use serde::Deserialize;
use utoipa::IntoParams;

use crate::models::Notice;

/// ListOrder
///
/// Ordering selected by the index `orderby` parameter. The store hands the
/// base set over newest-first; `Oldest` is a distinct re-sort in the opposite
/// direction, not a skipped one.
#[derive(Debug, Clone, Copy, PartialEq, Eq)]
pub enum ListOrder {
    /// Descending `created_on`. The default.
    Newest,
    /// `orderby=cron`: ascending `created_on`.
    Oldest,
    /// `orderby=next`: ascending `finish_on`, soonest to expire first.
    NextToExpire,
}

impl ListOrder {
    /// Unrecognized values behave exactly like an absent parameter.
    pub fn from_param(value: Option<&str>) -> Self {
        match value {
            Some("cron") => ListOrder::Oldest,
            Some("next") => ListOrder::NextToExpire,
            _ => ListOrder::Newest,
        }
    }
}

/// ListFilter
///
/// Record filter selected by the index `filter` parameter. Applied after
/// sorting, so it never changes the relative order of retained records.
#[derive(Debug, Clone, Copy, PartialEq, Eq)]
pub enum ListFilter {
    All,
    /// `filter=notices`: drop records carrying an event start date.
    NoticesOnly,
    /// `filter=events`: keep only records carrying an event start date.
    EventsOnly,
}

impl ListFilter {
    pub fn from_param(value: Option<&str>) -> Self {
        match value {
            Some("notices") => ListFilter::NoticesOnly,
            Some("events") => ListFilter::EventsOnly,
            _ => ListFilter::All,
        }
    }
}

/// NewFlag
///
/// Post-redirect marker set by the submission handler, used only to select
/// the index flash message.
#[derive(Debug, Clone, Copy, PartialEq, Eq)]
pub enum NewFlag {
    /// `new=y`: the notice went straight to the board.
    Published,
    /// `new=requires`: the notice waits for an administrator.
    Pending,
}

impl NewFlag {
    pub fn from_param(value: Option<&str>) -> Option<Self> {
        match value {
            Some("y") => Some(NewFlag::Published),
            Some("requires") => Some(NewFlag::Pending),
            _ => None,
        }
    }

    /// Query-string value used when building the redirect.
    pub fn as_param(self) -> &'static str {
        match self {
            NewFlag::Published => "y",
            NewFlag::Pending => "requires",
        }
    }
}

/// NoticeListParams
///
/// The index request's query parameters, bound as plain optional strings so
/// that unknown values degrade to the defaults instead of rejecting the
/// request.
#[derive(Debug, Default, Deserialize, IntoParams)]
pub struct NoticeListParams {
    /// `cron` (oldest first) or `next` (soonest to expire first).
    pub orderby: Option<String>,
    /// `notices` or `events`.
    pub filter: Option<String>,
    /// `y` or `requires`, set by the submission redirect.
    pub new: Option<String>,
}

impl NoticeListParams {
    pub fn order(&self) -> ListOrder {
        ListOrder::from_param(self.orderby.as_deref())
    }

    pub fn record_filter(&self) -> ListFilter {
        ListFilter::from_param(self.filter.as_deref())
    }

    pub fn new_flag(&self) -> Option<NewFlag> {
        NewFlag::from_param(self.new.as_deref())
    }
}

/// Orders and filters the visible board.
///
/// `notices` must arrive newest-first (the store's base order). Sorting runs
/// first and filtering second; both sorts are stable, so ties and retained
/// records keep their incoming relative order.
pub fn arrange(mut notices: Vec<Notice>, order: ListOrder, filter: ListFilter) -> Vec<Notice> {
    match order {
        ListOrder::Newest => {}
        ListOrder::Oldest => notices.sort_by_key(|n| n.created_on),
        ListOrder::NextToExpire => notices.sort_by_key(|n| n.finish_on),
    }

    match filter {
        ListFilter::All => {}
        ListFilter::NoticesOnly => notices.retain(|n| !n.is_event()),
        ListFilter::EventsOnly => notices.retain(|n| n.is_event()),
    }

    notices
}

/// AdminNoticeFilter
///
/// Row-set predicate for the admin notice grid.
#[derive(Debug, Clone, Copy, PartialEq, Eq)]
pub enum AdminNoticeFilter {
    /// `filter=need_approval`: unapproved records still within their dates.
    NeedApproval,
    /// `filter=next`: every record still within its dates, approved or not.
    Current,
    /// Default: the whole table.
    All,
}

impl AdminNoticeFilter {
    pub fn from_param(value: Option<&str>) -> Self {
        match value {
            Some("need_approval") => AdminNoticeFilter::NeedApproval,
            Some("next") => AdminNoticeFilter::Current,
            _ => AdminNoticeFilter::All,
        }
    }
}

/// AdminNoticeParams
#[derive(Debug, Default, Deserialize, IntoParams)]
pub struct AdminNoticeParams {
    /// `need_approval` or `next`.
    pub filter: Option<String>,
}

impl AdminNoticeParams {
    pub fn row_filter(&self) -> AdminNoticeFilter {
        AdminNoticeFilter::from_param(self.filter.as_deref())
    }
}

++++++

__Aim of the exercise__: How many lines in the records above hold the string "struct"? Only the number is wanted.

__Answer to this task__: 2